Instructions for the task
All lines in the data bearing the string "DiskStatus" should be identified and copied.

Supplied material
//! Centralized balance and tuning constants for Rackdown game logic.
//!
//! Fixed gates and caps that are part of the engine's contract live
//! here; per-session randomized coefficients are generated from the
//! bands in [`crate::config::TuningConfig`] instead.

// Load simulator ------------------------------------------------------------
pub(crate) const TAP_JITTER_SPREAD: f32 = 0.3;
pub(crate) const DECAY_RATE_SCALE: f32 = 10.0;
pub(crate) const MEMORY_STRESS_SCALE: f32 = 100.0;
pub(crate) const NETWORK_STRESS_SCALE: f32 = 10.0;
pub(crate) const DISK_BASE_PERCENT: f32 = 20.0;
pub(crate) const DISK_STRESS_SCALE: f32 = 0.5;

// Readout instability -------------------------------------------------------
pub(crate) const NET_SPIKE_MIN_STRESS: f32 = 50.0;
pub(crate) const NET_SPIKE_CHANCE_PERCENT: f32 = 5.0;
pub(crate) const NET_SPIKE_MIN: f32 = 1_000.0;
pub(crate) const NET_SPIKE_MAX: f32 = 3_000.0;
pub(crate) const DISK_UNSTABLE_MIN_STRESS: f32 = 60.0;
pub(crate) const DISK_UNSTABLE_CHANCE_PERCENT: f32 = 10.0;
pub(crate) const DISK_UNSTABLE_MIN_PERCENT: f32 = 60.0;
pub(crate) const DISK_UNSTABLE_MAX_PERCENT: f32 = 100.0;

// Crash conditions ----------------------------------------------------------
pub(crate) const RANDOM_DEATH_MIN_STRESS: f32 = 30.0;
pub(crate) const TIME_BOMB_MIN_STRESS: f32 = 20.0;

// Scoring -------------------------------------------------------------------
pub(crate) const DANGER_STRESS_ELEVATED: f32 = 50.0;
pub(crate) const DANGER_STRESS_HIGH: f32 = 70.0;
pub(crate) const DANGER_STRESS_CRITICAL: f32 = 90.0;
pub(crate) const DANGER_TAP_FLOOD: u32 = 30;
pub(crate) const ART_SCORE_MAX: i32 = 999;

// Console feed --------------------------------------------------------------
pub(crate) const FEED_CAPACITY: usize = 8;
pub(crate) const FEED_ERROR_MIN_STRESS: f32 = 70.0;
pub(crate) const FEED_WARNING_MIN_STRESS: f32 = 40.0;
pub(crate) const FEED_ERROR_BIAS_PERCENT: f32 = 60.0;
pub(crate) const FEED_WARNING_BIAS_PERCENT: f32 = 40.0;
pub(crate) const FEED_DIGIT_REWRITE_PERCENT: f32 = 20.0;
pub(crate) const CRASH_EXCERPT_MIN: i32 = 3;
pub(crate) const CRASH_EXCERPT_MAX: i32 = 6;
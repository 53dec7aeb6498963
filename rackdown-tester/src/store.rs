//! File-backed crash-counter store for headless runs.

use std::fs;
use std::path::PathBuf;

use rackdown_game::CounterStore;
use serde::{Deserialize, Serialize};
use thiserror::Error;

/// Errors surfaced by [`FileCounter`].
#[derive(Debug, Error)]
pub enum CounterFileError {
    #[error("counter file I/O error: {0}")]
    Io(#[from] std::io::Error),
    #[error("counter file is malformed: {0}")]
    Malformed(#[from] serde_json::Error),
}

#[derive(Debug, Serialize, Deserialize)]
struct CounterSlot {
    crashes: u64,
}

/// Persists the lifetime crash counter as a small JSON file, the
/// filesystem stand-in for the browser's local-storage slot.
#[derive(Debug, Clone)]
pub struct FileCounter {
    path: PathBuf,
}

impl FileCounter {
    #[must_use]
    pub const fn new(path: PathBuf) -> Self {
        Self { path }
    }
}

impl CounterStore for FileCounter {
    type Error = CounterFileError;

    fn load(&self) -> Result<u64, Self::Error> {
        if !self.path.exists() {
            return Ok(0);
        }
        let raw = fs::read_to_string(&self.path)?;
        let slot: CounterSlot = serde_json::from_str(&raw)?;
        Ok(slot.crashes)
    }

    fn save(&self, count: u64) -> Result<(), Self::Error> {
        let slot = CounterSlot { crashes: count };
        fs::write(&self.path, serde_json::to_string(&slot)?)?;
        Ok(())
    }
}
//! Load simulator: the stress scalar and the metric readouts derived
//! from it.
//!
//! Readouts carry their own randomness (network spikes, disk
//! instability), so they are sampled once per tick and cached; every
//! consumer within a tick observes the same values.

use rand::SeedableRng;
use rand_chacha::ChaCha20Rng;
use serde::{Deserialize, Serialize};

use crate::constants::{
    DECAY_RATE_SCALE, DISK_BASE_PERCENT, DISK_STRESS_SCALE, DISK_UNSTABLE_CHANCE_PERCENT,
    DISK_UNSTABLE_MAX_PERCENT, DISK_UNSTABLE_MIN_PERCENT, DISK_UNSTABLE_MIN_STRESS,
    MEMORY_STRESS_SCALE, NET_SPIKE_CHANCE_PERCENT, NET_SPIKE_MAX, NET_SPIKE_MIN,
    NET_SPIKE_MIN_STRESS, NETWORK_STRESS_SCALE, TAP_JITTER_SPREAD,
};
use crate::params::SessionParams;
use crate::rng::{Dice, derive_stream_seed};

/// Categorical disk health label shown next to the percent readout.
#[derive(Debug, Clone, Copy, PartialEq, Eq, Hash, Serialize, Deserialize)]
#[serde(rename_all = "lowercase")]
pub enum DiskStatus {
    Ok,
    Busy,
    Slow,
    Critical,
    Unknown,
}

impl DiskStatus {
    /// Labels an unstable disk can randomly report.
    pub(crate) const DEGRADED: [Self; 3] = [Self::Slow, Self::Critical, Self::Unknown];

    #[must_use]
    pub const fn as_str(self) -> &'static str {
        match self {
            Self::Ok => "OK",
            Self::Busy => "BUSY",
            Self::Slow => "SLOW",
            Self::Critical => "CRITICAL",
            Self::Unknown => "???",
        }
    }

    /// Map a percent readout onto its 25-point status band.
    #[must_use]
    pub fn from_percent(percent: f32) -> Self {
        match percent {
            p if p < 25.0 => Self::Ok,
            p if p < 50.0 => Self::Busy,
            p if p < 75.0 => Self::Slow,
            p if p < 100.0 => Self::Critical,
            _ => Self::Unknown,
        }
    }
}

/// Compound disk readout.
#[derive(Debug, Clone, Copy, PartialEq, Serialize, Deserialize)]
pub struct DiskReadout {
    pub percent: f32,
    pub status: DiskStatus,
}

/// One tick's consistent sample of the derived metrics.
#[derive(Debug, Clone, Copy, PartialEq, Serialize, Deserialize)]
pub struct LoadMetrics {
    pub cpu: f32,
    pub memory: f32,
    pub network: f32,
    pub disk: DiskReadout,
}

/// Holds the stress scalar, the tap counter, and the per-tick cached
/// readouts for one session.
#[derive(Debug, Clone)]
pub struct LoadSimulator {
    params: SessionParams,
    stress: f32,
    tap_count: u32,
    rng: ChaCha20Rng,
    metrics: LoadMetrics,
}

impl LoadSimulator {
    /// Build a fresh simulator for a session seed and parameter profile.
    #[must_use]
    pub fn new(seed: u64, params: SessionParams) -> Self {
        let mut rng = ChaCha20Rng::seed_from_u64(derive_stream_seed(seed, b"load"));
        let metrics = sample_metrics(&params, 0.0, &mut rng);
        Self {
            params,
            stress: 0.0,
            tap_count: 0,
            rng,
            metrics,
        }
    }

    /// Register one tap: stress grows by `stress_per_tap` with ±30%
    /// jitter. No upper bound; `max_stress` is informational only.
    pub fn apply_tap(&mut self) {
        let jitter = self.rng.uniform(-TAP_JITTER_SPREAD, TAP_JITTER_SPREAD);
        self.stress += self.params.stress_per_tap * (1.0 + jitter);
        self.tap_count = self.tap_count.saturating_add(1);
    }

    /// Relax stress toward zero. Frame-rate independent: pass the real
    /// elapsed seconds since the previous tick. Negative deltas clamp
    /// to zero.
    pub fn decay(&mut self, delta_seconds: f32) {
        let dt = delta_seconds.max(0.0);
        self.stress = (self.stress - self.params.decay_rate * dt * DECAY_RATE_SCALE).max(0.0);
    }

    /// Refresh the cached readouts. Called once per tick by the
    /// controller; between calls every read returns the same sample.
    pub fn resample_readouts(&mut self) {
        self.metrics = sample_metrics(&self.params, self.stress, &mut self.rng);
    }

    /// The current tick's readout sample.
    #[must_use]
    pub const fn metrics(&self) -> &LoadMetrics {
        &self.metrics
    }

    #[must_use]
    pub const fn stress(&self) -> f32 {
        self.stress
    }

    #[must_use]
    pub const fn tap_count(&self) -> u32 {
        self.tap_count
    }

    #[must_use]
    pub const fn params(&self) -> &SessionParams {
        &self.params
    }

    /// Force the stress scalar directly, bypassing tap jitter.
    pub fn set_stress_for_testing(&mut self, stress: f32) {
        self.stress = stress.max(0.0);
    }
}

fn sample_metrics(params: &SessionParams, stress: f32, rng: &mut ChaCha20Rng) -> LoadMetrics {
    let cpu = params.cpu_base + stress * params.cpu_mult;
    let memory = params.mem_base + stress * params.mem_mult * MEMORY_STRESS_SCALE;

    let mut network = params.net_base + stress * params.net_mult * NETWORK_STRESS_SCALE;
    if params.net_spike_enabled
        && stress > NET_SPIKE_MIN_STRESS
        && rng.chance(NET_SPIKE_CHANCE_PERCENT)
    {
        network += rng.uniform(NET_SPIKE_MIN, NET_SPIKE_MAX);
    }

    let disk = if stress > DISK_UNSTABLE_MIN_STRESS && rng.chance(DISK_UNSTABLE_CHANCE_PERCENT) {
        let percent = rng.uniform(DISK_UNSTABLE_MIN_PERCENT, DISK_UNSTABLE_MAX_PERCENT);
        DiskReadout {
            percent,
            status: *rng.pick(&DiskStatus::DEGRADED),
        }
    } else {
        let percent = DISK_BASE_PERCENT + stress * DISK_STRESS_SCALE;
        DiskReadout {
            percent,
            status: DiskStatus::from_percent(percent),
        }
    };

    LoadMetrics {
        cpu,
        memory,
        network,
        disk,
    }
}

Result
pub enum DiskStatus {
impl DiskStatus {
    pub status: DiskStatus,
            status: *rng.pick(&DiskStatus::DEGRADED),
            status: DiskStatus::from_percent(percent),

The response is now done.